Work request →
Find the line containing "LINK_SIZE readable bytes" in the records below. Copy exactly that line and each one after it, ending at the line containing "to the caller", and nothing more.

Source data →
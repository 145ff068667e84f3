//! Fixed-size chunk pool
//!
//! # Safety
//!
//! The pool keeps its free chain inside the chunks themselves:
//! - The first `size_of::<*mut u8>()` bytes of a free chunk hold the address
//!   of the next free chunk (null terminates the chain)
//! - Links are read and written unaligned, so neither the buffer nor the chunk
//!   size needs pointer alignment
//! - Every address on the chain is `start + i * chunk_size` for some
//!   `i < chunk_count`, as long as callers only release chunks they obtained
//!   from this pool, once
//!
//! ## Alignment
//!
//! Chunks are handed out as they lie in the buffer. The requested alignment is
//! *not* checked: a caller who needs alignment `A` must supply a buffer aligned
//! to `A` and a chunk size that is a multiple of `A`.

use core::alloc::Layout;
use core::cell::Cell;
use core::fmt;
use core::ptr::{self, NonNull};

#[cfg(feature = "logging")]
use tracing::{debug, trace};

use crate::buffer::{RawBuffer, fill_pattern};
use crate::config::AllocatorConfig;
use crate::error::{AllocError, AllocResult};
use crate::stats::{AllocatorStats, OptionalStats, StatisticsProvider};
use crate::traits::{Allocator, MemoryUsage, Resettable};

const LINK_SIZE: usize = size_of::<*mut u8>();

/// Pool allocator for fixed-size chunks
///
/// Allocation pops the head of the free chain and release pushes onto it, so
/// the chunk released last is the next one handed out.
///
/// # Examples
/// ```rust
/// use core::alloc::Layout;
/// use nebula_alloc::prelude::*;
///
/// let mut buffer = [0u8; 256];
/// let pool = PoolAllocator::new(&mut buffer, 32, 8)?;
///
/// let a = pool.allocate(Layout::from_size_align(24, 1).unwrap())?;
/// let b = pool.allocate(Layout::from_size_align(32, 1).unwrap())?;
/// unsafe { pool.release(Some(a), 24) };
///
/// let c = pool.allocate(Layout::from_size_align(8, 1).unwrap())?;
/// assert_eq!(c, a);
/// assert_ne!(c, b);
/// # Ok::<(), nebula_alloc::AllocError>(())
/// ```
pub struct PoolAllocator<'buf> {
    buffer: RawBuffer<'buf>,
    chunk_size: usize,
    chunk_count: usize,
    head: Cell<Option<NonNull<u8>>>,
    free_count: Cell<usize>,
    config: AllocatorConfig,
    stats: OptionalStats,
}

impl<'buf> PoolAllocator<'buf> {
    /// Creates a pool of `chunk_count` chunks of `chunk_size` bytes
    ///
    /// # Errors
    /// `InvalidConfig` when a chunk cannot hold a link, `chunk_count` is zero
    /// or the chunks do not fit in `buffer`.
    pub fn new(buffer: &'buf mut [u8], chunk_size: usize, chunk_count: usize) -> AllocResult<Self> {
        Self::with_config(buffer, chunk_size, chunk_count, AllocatorConfig::default())
    }

    /// Creates a pool with an explicit configuration
    ///
    /// # Errors
    /// Same as [`new`](Self::new).
    pub fn with_config(
        buffer: &'buf mut [u8],
        chunk_size: usize,
        chunk_count: usize,
        config: AllocatorConfig,
    ) -> AllocResult<Self> {
        if chunk_size < LINK_SIZE {
            return Err(AllocError::invalid_config("chunk size smaller than a pointer"));
        }

        if chunk_count == 0 {
            return Err(AllocError::invalid_config("pool needs at least one chunk"));
        }

        if chunk_size
            .checked_mul(chunk_count)
            .is_none_or(|total| total > buffer.len())
        {
            return Err(AllocError::invalid_config("chunks do not fit in the buffer"));
        }

        #[cfg(feature = "logging")]
        debug!(chunk_size, chunk_count, total = chunk_size * chunk_count, "created pool allocator");

        let pool = Self {
            buffer: RawBuffer::new(buffer),
            chunk_size,
            chunk_count,
            head: Cell::new(None),
            free_count: Cell::new(0),
            config,
            stats: OptionalStats::new(config.track_stats),
        };
        pool.thread_all();
        Ok(pool)
    }

    /// Fixed size of every chunk
    #[inline]
    pub fn chunk_size(&self) -> usize {
        self.chunk_size
    }

    /// Number of chunks the pool manages
    #[inline]
    pub fn chunk_count(&self) -> usize {
        self.chunk_count
    }

    /// Chunks currently on the free chain
    #[inline]
    pub fn free_chunks(&self) -> usize {
        self.free_count.get()
    }

    /// Threads every chunk onto the chain, chunk 0 at the head
    fn thread_all(&self) {
        let mut head = None;
        for index in (0..self.chunk_count).rev() {
            let chunk = self.buffer.ptr_at(index * self.chunk_size);
            // SAFETY: chunk lies inside the buffer and is at least LINK_SIZE wide
            unsafe { write_link(chunk, head) };
            head = Some(chunk);
        }
        self.head.set(head);
        self.free_count.set(self.chunk_count);
    }

    fn used_bytes(&self) -> usize {
        (self.chunk_count - self.free_count.get()) * self.chunk_size
    }
}

/// Reads the link stored in a free chunk
///
/// # Safety
/// `chunk` must point to at least `LINK_SIZE` readable bytes.
#[inline]
unsafe fn read_link(chunk: NonNull<u8>) -> Option<NonNull<u8>> {
    // SAFETY: caller guarantees LINK_SIZE readable bytes
    NonNull::new(unsafe { chunk.cast::<*mut u8>().read_unaligned() })
}

/// Stores `next` in the first bytes of `chunk`
///
/// # Safety
/// `chunk` must point to at least `LINK_SIZE` writable bytes.
#[inline]
unsafe fn write_link(chunk: NonNull<u8>, next: Option<NonNull<u8>>) {
    let raw = next.map_or(ptr::null_mut(), NonNull::as_ptr);
    // SAFETY: caller guarantees LINK_SIZE writable bytes
    unsafe { chunk.cast::<*mut u8>().write_unaligned(raw) };
}

// SAFETY: a chunk is either on the free chain or handed out, never both;
// alignment beyond the chunk layout is documented as the caller's concern
unsafe impl Allocator for PoolAllocator<'_> {
    fn allocate(&self, layout: Layout) -> AllocResult<NonNull<u8>> {
        if layout.size() > self.chunk_size {
            self.stats.record_failure();
            return Err(AllocError::chunk_too_large(layout.size(), self.chunk_size));
        }

        let Some(chunk) = self.head.get() else {
            self.stats.record_failure();
            return Err(AllocError::out_of_space_for(layout, 0));
        };

        // SAFETY: chunk is on the free chain, so it holds a link
        self.head.set(unsafe { read_link(chunk) });
        self.free_count.set(self.free_count.get() - 1);

        // SAFETY: the whole chunk now belongs to the caller
        unsafe { fill_pattern(chunk, layout.size(), self.config.alloc_pattern) };
        self.stats.record_allocation(self.used_bytes());
        Ok(chunk)
    }

    unsafe fn reallocate(
        &self,
        ptr: Option<NonNull<u8>>,
        old_size: usize,
        new_layout: Layout,
    ) -> AllocResult<NonNull<u8>> {
        let Some(ptr) = ptr else {
            return self.allocate(new_layout);
        };

        if old_size <= self.chunk_size && new_layout.size() <= self.chunk_size {
            self.stats.record_reallocation(true, self.used_bytes());
            return Ok(ptr);
        }

        let new_ptr = self.allocate(new_layout)?;
        // SAFETY: distinct chunks, each at least min(old, new) bytes
        unsafe {
            ptr::copy_nonoverlapping(
                ptr.as_ptr(),
                new_ptr.as_ptr(),
                old_size.min(new_layout.size()),
            );
            self.release(Some(ptr), old_size);
        }
        self.stats.record_reallocation(false, self.used_bytes());
        Ok(new_ptr)
    }

    unsafe fn release(&self, ptr: Option<NonNull<u8>>, _size: usize) {
        let Some(chunk) = ptr else { return };
        debug_assert!(
            self.buffer.contains(chunk, self.chunk_size),
            "released chunk does not belong to this pool"
        );

        // SAFETY: caller guarantees chunk is a live chunk of this pool
        unsafe {
            fill_pattern(chunk, self.chunk_size, self.config.release_pattern);
            write_link(chunk, self.head.get());
        }
        self.head.set(Some(chunk));
        self.free_count.set(self.free_count.get() + 1);
        self.stats.record_release();
    }
}

impl Resettable for PoolAllocator<'_> {
    unsafe fn reset(&self) {
        if let Some(byte) = self.config.release_pattern {
            // SAFETY: every chunk is being reclaimed
            unsafe { self.buffer.fill(0, self.chunk_size * self.chunk_count, byte) };
        }
        self.thread_all();

        #[cfg(feature = "logging")]
        trace!(chunks = self.chunk_count, "pool reset");
    }
}

impl MemoryUsage for PoolAllocator<'_> {
    fn used_memory(&self) -> usize {
        self.used_bytes()
    }

    fn available_memory(&self) -> Option<usize> {
        Some(self.free_count.get() * self.chunk_size)
    }
}

impl StatisticsProvider for PoolAllocator<'_> {
    fn statistics(&self) -> AllocatorStats {
        self.stats.snapshot()
    }

    fn reset_statistics(&self) {
        self.stats.reset();
    }

    fn statistics_enabled(&self) -> bool {
        self.stats.is_enabled()
    }
}

impl fmt::Debug for PoolAllocator<'_> {
    fn fmt(&self, f: &mut fmt::Formatter<'_>) -> fmt::Result {
        f.debug_struct("PoolAllocator")
            .field("chunk_size", &self.chunk_size)
            .field("chunk_count", &self.chunk_count)
            .field("free_chunks", &self.free_chunks())
            .finish_non_exhaustive()
    }
}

Written answer →
    // SAFETY: caller guarantees LINK_SIZE readable bytes
    NonNull::new(unsafe { chunk.cast::<*mut u8>().read_unaligned() })
}

/// Stores `next` in the first bytes of `chunk`
///
/// # Safety
/// `chunk` must point to at least `LINK_SIZE` writable bytes.
#[inline]
unsafe fn write_link(chunk: NonNull<u8>, next: Option<NonNull<u8>>) {
    let raw = next.map_or(ptr::null_mut(), NonNull::as_ptr);
    // SAFETY: caller guarantees LINK_SIZE writable bytes
    unsafe { chunk.cast::<*mut u8>().write_unaligned(raw) };
}

// SAFETY: a chunk is either on the free chain or handed out, never both;
// alignment beyond the chunk layout is documented as the caller's concern
unsafe impl Allocator for PoolAllocator<'_> {
    fn allocate(&self, layout: Layout) -> AllocResult<NonNull<u8>> {
        if layout.size() > self.chunk_size {
            self.stats.record_failure();
            return Err(AllocError::chunk_too_large(layout.size(), self.chunk_size));
        }

        let Some(chunk) = self.head.get() else {
            self.stats.record_failure();
            return Err(AllocError::out_of_space_for(layout, 0));
        };

        // SAFETY: chunk is on the free chain, so it holds a link
        self.head.set(unsafe { read_link(chunk) });
        self.free_count.set(self.free_count.get() - 1);

        // SAFETY: the whole chunk now belongs to the caller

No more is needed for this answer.